To the preexisting condition that is misogyny in the world, such men add a certain sense of hopelessness. They fuel those old snickering jokes about the ulterior motives of men who visit feminist spaces. They exploit the fact that women are eager to affirm men making baby steps toward our humanity and make a mockery out of our socially ingrained impulse to give them the benefit of the doubt. At least the Bannons of the world stab you in the front.
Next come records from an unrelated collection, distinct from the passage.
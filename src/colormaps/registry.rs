//! Base palette registry.
//!
//! Maps palette names to their RGBA samples. Lookups are case-insensitive but
//! the name a palette was registered under is kept for display. Registration
//! upserts (last writer wins); the table sits behind a `parking_lot::RwLock`
//! so a registry can be shared across threads.

use once_cell::sync::Lazy;
use parking_lot::RwLock;
use std::collections::BTreeMap;
use std::sync::Arc;
use tracing::{debug, info};

use super::color::{check_unit_range, clamp_unit, Rgba};
use super::{diverging, qualitative, sequential};
use crate::error::{HuecraftError, Result};

/// Number of suggestions attached to a failed lookup
pub const MAX_SUGGESTIONS: usize = 5;

/// Minimum similarity for a registered name to be suggested
pub const SUGGESTION_CUTOFF: f64 = 0.1;

static GLOBAL: Lazy<PaletteRegistry> = Lazy::new(PaletteRegistry::with_builtins);

#[derive(Debug, Clone)]
struct Entry {
    name: String,
    samples: Arc<Vec<Rgba>>,
}

/// A registry of named base palettes.
#[derive(Debug, Default)]
pub struct PaletteRegistry {
    entries: RwLock<BTreeMap<String, Entry>>,
}

impl PaletteRegistry {
    /// Create an empty registry
    pub fn new() -> Self {
        Self::default()
    }

    /// Create a registry seeded with the built-in palettes
    pub fn with_builtins() -> Self {
        let registry = Self::new();
        for (name, samples) in sequential::builtins()
            .into_iter()
            .chain(diverging::builtins())
            .chain(qualitative::builtins())
        {
            registry.insert(name, samples);
        }
        debug!(count = registry.len(), "Seeded built-in palettes");
        registry
    }

    /// The process-wide registry shared by the convenience constructors
    pub fn global() -> &'static PaletteRegistry {
        &GLOBAL
    }

    /// Seeds are clamped so table rounding never leaves `[0, 1]`
    fn insert(&self, name: &str, samples: Vec<Rgba>) {
        self.entries.write().insert(
            name.to_lowercase(),
            Entry {
                name: name.to_string(),
                samples: Arc::new(samples.into_iter().map(clamp_unit).collect()),
            },
        );
    }

    /// Insert or replace a palette under `name`
    pub fn upsert(&self, name: &str, samples: Vec<Rgba>) -> Result<()> {
        if samples.is_empty() {
            return Err(HuecraftError::out_of_range(format!(
                "cannot register '{name}' without samples"
            )));
        }
        check_unit_range(&samples)?;
        let replaced = self.contains(name);
        let count = samples.len();
        self.insert(name, samples);
        info!(
            palette = name,
            samples = count,
            replaced = replaced,
            "Registered palette; refer to it by name to reuse it"
        );
        Ok(())
    }

    /// Resolve a name to its registered name and samples
    pub fn lookup(&self, name: &str) -> Result<(String, Vec<Rgba>)> {
        let entries = self.entries.read();
        match entries.get(&name.to_lowercase()) {
            Some(entry) => Ok((entry.name.clone(), entry.samples.as_ref().clone())),
            None => {
                let suggestions = close_matches(
                    name,
                    entries.values().map(|entry| entry.name.as_str()),
                    MAX_SUGGESTIONS,
                    SUGGESTION_CUTOFF,
                );
                Err(HuecraftError::Lookup {
                    kind: "colormap".to_string(),
                    name: name.to_string(),
                    suggestions,
                })
            }
        }
    }

    pub fn contains(&self, name: &str) -> bool {
        self.entries.read().contains_key(&name.to_lowercase())
    }

    /// Registered names in case-insensitive order
    pub fn names(&self) -> Vec<String> {
        self.entries
            .read()
            .values()
            .map(|entry| entry.name.clone())
            .collect()
    }

    pub fn len(&self) -> usize {
        self.entries.read().len()
    }

    pub fn is_empty(&self) -> bool {
        self.entries.read().is_empty()
    }
}

/// Levenshtein edit distance over chars.
fn levenshtein_distance(a: &str, b: &str) -> usize {
    let a: Vec<char> = a.chars().collect();
    let b: Vec<char> = b.chars().collect();

    if a.is_empty() {
        return b.len();
    }
    if b.is_empty() {
        return a.len();
    }

    let mut previous: Vec<usize> = (0..=b.len()).collect();
    let mut current = vec![0usize; b.len() + 1];

    for (i, ca) in a.iter().enumerate() {
        current[0] = i + 1;
        for (j, cb) in b.iter().enumerate() {
            let cost = usize::from(ca != cb);
            current[j + 1] = (previous[j] + cost)
                .min(previous[j + 1] + 1)
                .min(current[j] + 1);
        }
        std::mem::swap(&mut previous, &mut current);
    }

    previous[b.len()]
}

/// Similarity ratio in `[0, 1]`, case-insensitive.
pub fn similarity_ratio(a: &str, b: &str) -> f64 {
    let a = a.to_lowercase();
    let b = b.to_lowercase();
    let max_len = a.chars().count().max(b.chars().count());
    if max_len == 0 {
        return 1.0;
    }
    1.0 - levenshtein_distance(&a, &b) as f64 / max_len as f64
}

/// Best `n` candidates scoring at least `cutoff`, most similar first.
pub fn close_matches<'a>(
    word: &str,
    candidates: impl IntoIterator<Item = &'a str>,
    n: usize,
    cutoff: f64,
) -> Vec<String> {
    let mut scored: Vec<(f64, &str)> = candidates
        .into_iter()
        .map(|candidate| (similarity_ratio(word, candidate), candidate))
        .filter(|(score, _)| *score >= cutoff)
        .collect();

    scored.sort_by(|a, b| b.0.total_cmp(&a.0).then_with(|| a.1.cmp(b.1)));
    scored
        .into_iter()
        .take(n)
        .map(|(_, candidate)| candidate.to_string())
        .collect()
}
The legal scholar Reva Siegel coined the term “preservation-through-transformation” to describe how the powerful maintain their positions even when they appear to be responding in the face of protest. “Over time,” she observed in an article about the evolution of domestic abuse law, “status relationships will be translated from an older, socially contested idiom into a newer, more socially acceptable idiom.” With the necessary disclaimer that Donald “grab them by the p—y” Trump is the president of the United States, in other quarters you can no longer get by being so obviously misogynistic. The mainstreaming of feminist rhetoric, though, has allowed some men to preserve their historically dominant ways while talking the new talk. A “future is female” shirt can be had for $8.99 and little pushback. Not taking advantage of the historic white male monopoly on power costs much more. Anyway, who wouldn’t want to be graded on a curve?
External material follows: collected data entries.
//! Common test utilities for huecraft.
//!
//! This module provides shared fixtures and assertions for integration tests.

#![allow(dead_code)]

pub mod assertions;

use huecraft::{Palette, PaletteRegistry};

/// A registry with the built-in palettes, private to one test
pub fn registry() -> PaletteRegistry {
    PaletteRegistry::with_builtins()
}

/// Resolve a descriptor against a fresh registry
pub fn palette(descriptor: &str) -> Palette {
    Palette::from_name_in(descriptor, &registry())
        .unwrap_or_else(|err| panic!("failed to build '{descriptor}': {err}"))
}
//! Palettes and the colors they are built from.
//!
//! Built-in palettes are grouped the usual way: sequential ramps, diverging
//! maps and qualitative sets. All of them are seeded into the
//! [`PaletteRegistry`] on first use.

pub mod color;
pub mod diverging;
pub mod palette;
pub mod qualitative;
pub mod registry;
pub mod sequential;

pub use color::{resolve_color, ColorInput, ColorModel, Rgba};
pub use palette::{ColorIndex, Extremes, HsvAdjust, ModelArray, Palette};
pub use registry::PaletteRegistry;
The dilemma is this: Women, who have been engaged in a decades-long transformation of our roles and the world, can’t do this alone, not in a world where men still run almost everything. It’s why women’s rights advocates from the United Nations to NARAL have organized campaigns to get men on board. The question is not whether men can be allies to women. The question is whether society can get anywhere without them stepping up and doing their part.
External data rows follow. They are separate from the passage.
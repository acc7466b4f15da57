//! JSON palette recipes.
//!
//! A recipe describes a palette declaratively so it can live in a config file
//! or be passed to the `cook` subcommand:
//!
//! ```json
//! {
//!   "source": ["midnightblue", "#ffcc00"],
//!   "num_colors": 12,
//!   "reverse": true,
//!   "under": "black",
//!   "tweak": { "saturation": 0.8 },
//!   "append": ["magma_n4"],
//!   "name": "dusk"
//! }
//! ```
//!
//! `source` may be a descriptor string, a list of colors, or an object with a
//! `samples` table of RGBA rows. Anything else is a type mismatch.

use serde::{Deserialize, Serialize};
use serde_json::Value;
use std::path::Path;
use std::str::FromStr;
use tracing::debug;

use crate::colormaps::{ColorInput, ColorModel, HsvAdjust, Palette, PaletteRegistry, Rgba};
use crate::error::{HuecraftError, Result};
use crate::factory::{cook, CookOptions, PaletteSource};

/// A declarative palette definition.
#[derive(Debug, Clone, PartialEq, Serialize, Deserialize)]
#[serde(deny_unknown_fields)]
pub struct Recipe {
    pub source: Value,
    #[serde(default)]
    pub color_model: Option<ColorModel>,
    #[serde(default)]
    pub num_colors: Option<i64>,
    #[serde(default)]
    pub reverse: bool,
    #[serde(default)]
    pub name: Option<String>,
    #[serde(default)]
    pub bad: Option<ColorInput>,
    #[serde(default)]
    pub under: Option<ColorInput>,
    #[serde(default)]
    pub over: Option<ColorInput>,
    #[serde(default)]
    pub tweak: Option<HsvAdjust>,
    /// Further sources concatenated after the cooked palette
    #[serde(default)]
    pub append: Vec<Value>,
}

impl Recipe {
    /// A recipe that only names its source
    pub fn from_source(source: impl Into<Value>) -> Self {
        Self {
            source: source.into(),
            color_model: None,
            num_colors: None,
            reverse: false,
            name: None,
            bad: None,
            under: None,
            over: None,
            tweak: None,
            append: Vec::new(),
        }
    }

    pub fn from_file(path: impl AsRef<Path>) -> Result<Self> {
        let content = std::fs::read_to_string(path)?;
        content.parse()
    }

    /// Cook the recipe: factory steps first, then tweak, append, and finally
    /// registration when the recipe is named
    pub fn cook(&self, registry: &PaletteRegistry) -> Result<Palette> {
        let options = CookOptions {
            num_colors: self.num_colors,
            reverse: self.reverse,
            name: None,
            bad: self.bad.clone(),
            under: self.under.clone(),
            over: self.over.clone(),
            color_model: self.color_model,
        };
        let mut palette = cook(source_from_value(&self.source)?, &options, registry)?;

        if let Some(adjust) = &self.tweak {
            palette = palette.tweak(adjust, None)?;
        }

        for operand in &self.append {
            let source = source_from_value(operand).map_err(|err| match err {
                HuecraftError::TypeMismatch { received, .. } => HuecraftError::TypeMismatch {
                    expected: "a palette source to append".to_string(),
                    received,
                },
                other => other,
            })?;
            let options = CookOptions {
                color_model: self.color_model,
                ..CookOptions::default()
            };
            let other = cook(source, &options, registry)?;
            palette = palette.concatenate(&other);
        }

        if let Some(name) = &self.name {
            palette = palette.register(registry, Some(name))?;
        }

        debug!(palette = %palette.name(), samples = palette.len(), "Cooked recipe");
        Ok(palette)
    }
}

impl FromStr for Recipe {
    type Err = HuecraftError;

    fn from_str(s: &str) -> std::result::Result<Self, Self::Err> {
        Ok(serde_json::from_str(s)?)
    }
}

/// Interpret a JSON value as a palette source
pub fn source_from_value(value: &Value) -> Result<PaletteSource> {
    match value {
        Value::String(name) => Ok(PaletteSource::Name(name.clone())),
        Value::Array(items) => items
            .iter()
            .map(|item| {
                serde_json::from_value::<ColorInput>(item.clone()).map_err(|_| {
                    HuecraftError::TypeMismatch {
                        expected: "a color name or a 3 or 4 channel tuple".to_string(),
                        received: describe(item),
                    }
                })
            })
            .collect::<Result<Vec<_>>>()
            .map(PaletteSource::Colors),
        Value::Object(fields) if fields.contains_key("samples") => {
            let table = &fields["samples"];
            let samples: Vec<Rgba> =
                serde_json::from_value(table.clone()).map_err(|_| HuecraftError::TypeMismatch {
                    expected: "a table of RGBA rows".to_string(),
                    received: describe(table),
                })?;
            Ok(PaletteSource::Samples(samples))
        }
        other => Err(HuecraftError::TypeMismatch {
            expected: "a palette name, a list of colors or a sample table".to_string(),
            received: describe(other),
        }),
    }
}

fn describe(value: &Value) -> String {
    match value {
        Value::Null => "null".to_string(),
        Value::Bool(b) => format!("boolean {b}"),
        Value::Number(n) => format!("number {n}"),
        Value::String(s) => format!("string {s:?}"),
        Value::Array(items) => format!("array of {} items", items.len()),
        Value::Object(_) => "object".to_string(),
    }
}
//! Qualitative base palettes: a handful of distinct colors, no interpolation
//! intended between neighbours.

use super::color::Rgba;
use super::diverging::table_to_samples;

const TAB10: [[u8; 3]; 10] = [
    [31, 119, 180],
    [255, 127, 14],
    [44, 160, 44],
    [214, 39, 40],
    [148, 103, 189],
    [140, 86, 75],
    [227, 119, 194],
    [127, 127, 127],
    [188, 189, 34],
    [23, 190, 207],
];

const SET1: [[u8; 3]; 9] = [
    [228, 26, 28],
    [55, 126, 184],
    [77, 175, 74],
    [152, 78, 163],
    [255, 127, 0],
    [255, 255, 51],
    [166, 86, 40],
    [247, 129, 191],
    [153, 153, 153],
];

/// Built-in qualitative palettes at their native length
pub fn builtins() -> Vec<(&'static str, Vec<Rgba>)> {
    vec![
        ("tab10", table_to_samples(&TAB10)),
        ("Set1", table_to_samples(&SET1)),
    ]
}
//! Value normalization for colorbars.
//!
//! A norm maps a data value to a position in a palette's lookup table.

use serde::Serialize;

use super::Extend;
use crate::colormaps::ColorIndex;
use crate::error::{HuecraftError, Result};

/// Trait for value to lookup-table mappings
pub trait Normalize {
    /// Table position of `value` in a palette of `ncolors` samples
    fn color_index(&self, value: f64, ncolors: usize) -> ColorIndex;

    /// Get the name of this normalization
    fn name(&self) -> &str;
}

/// Linear mapping of `[vmin, vmax]` onto `[0, 1]`.
#[derive(Debug, Clone, Copy, PartialEq, Serialize)]
pub struct LinearNorm {
    pub vmin: f64,
    pub vmax: f64,
    pub clip: bool,
}

impl LinearNorm {
    pub fn new(vmin: f64, vmax: f64, clip: bool) -> Result<Self> {
        if vmin > vmax {
            return Err(HuecraftError::out_of_range(format!(
                "vmin must not exceed vmax; received {vmin} and {vmax}"
            )));
        }
        Ok(Self { vmin, vmax, clip })
    }

    /// Normalized position; values outside the range leave `[0, 1]` unless clipped
    pub fn normalize(&self, value: f64) -> f64 {
        if value.is_nan() {
            return f64::NAN;
        }
        if self.vmin == self.vmax {
            return 0.0;
        }
        let value = if self.clip {
            value.clamp(self.vmin, self.vmax)
        } else {
            value
        };
        (value - self.vmin) / (self.vmax - self.vmin)
    }
}

impl Normalize for LinearNorm {
    fn color_index(&self, value: f64, ncolors: usize) -> ColorIndex {
        ColorIndex::from_normalized(self.normalize(value), ncolors)
    }

    fn name(&self) -> &str {
        "linear"
    }
}

/// Discrete bins between boundaries, spread evenly over the palette.
#[derive(Debug, Clone, PartialEq, Serialize)]
pub struct BoundaryNorm {
    pub boundaries: Vec<f64>,
    pub ncolors: usize,
    pub clip: bool,
    pub extend: Extend,
    #[serde(skip)]
    regions: usize,
    #[serde(skip)]
    offset: usize,
}

impl BoundaryNorm {
    /// Build bins from ascending `boundaries` for a palette of `ncolors`.
    ///
    /// Every extended side adds one bin; the bins may not outnumber the colors.
    pub fn new(boundaries: Vec<f64>, ncolors: usize, clip: bool, extend: Extend) -> Result<Self> {
        if boundaries.len() < 2 {
            return Err(HuecraftError::CountMismatch {
                message: format!(
                    "at least 2 boundaries are required; received {}",
                    boundaries.len()
                ),
                expected: 2,
                received: boundaries.len(),
            });
        }
        if boundaries.windows(2).any(|pair| !(pair[0] < pair[1])) {
            return Err(HuecraftError::out_of_range(format!(
                "boundaries must be strictly increasing; received {boundaries:?}"
            )));
        }

        let regions = boundaries.len() - 1
            + usize::from(extend.extends_min())
            + usize::from(extend.extends_max());
        if regions > ncolors {
            return Err(HuecraftError::CountMismatch {
                message: format!(
                    "There are {regions} color bins including extensions, but ncolors = {ncolors}; \
                     ncolors must equal or exceed the number of bins"
                ),
                expected: regions,
                received: ncolors,
            });
        }

        Ok(Self {
            boundaries,
            ncolors,
            clip,
            extend,
            regions,
            offset: usize::from(extend.extends_min()),
        })
    }

    pub fn vmin(&self) -> f64 {
        self.boundaries[0]
    }

    pub fn vmax(&self) -> f64 {
        self.boundaries[self.boundaries.len() - 1]
    }

    /// Number of bins, extensions included
    pub fn regions(&self) -> usize {
        self.regions
    }

    /// Table position for `value`: under below the first boundary, over (or
    /// the last color when clipping) at or past the last
    pub fn map(&self, value: f64) -> ColorIndex {
        self.map_into(value, self.ncolors)
    }

    /// Like [`map`](Self::map), with the bins spread over a table of
    /// `ncolors` entries instead of the one the norm was built for
    pub fn map_into(&self, value: f64, ncolors: usize) -> ColorIndex {
        let ncolors = ncolors.max(1);
        if value.is_nan() {
            return ColorIndex::Bad;
        }
        let value = if self.clip {
            value.clamp(self.vmin(), self.vmax())
        } else {
            value
        };
        if value < self.vmin() {
            return ColorIndex::Under;
        }
        if value >= self.vmax() {
            return if self.clip {
                ColorIndex::Index(ncolors - 1)
            } else {
                ColorIndex::Over
            };
        }

        let bin = self.boundaries.iter().filter(|b| **b <= value).count() - 1 + self.offset;
        let index = if ncolors > self.regions {
            if self.regions == 1 {
                if bin == 0 {
                    (ncolors - 1) / 2
                } else {
                    bin
                }
            } else {
                ((ncolors - 1) as f64 / (self.regions - 1) as f64 * bin as f64) as usize
            }
        } else {
            bin
        };
        ColorIndex::Index(index.min(ncolors - 1))
    }
}

impl Normalize for BoundaryNorm {
    fn color_index(&self, value: f64, ncolors: usize) -> ColorIndex {
        self.map_into(value, ncolors)
    }

    fn name(&self) -> &str {
        "boundary"
    }
}

/// The normalization chosen for a colorbar.
#[derive(Debug, Clone, PartialEq, Serialize)]
#[serde(tag = "kind", rename_all = "lowercase")]
pub enum Norm {
    Linear(LinearNorm),
    Boundary(BoundaryNorm),
}

impl Norm {
    pub fn vmin(&self) -> f64 {
        match self {
            Norm::Linear(norm) => norm.vmin,
            Norm::Boundary(norm) => norm.vmin(),
        }
    }

    pub fn vmax(&self) -> f64 {
        match self {
            Norm::Linear(norm) => norm.vmax,
            Norm::Boundary(norm) => norm.vmax(),
        }
    }
}

impl Normalize for Norm {
    fn color_index(&self, value: f64, ncolors: usize) -> ColorIndex {
        match self {
            Norm::Linear(norm) => norm.color_index(value, ncolors),
            Norm::Boundary(norm) => norm.color_index(value, ncolors),
        }
    }

    fn name(&self) -> &str {
        match self {
            Norm::Linear(norm) => norm.name(),
            Norm::Boundary(norm) => norm.name(),
        }
    }
}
Women, already wary, don’t need more advice on this front. But here are some tips for men who earnestly want to do better. Talk less, and do more. Bring up who might be missing from the table before a woman has to. Ask questions, and then listen to the answers. (This is generally good advice for anyone.)

As to whether a man should call himself a feminist, I’ll defer to a man here. The journalist David Perry wrote that he used to talk about feminism with his students so they might hear it used without the suffix “-nazi.” “I still think there’s power in calling oneself a feminist,” he tweeted, but with a caveat: “but not as a ‘trust me I’m an ally’ to get entry/visibility elsewhere.” Instead, he proposed, call yourself a feminist “in male dominated spaces,” where it takes some courage, where it might make a difference. Our president called bragging about groping women without consent “locker room talk,” as if all men are like him in private. Even if no one is recording (or leaking your email), don’t be another man to prove him right.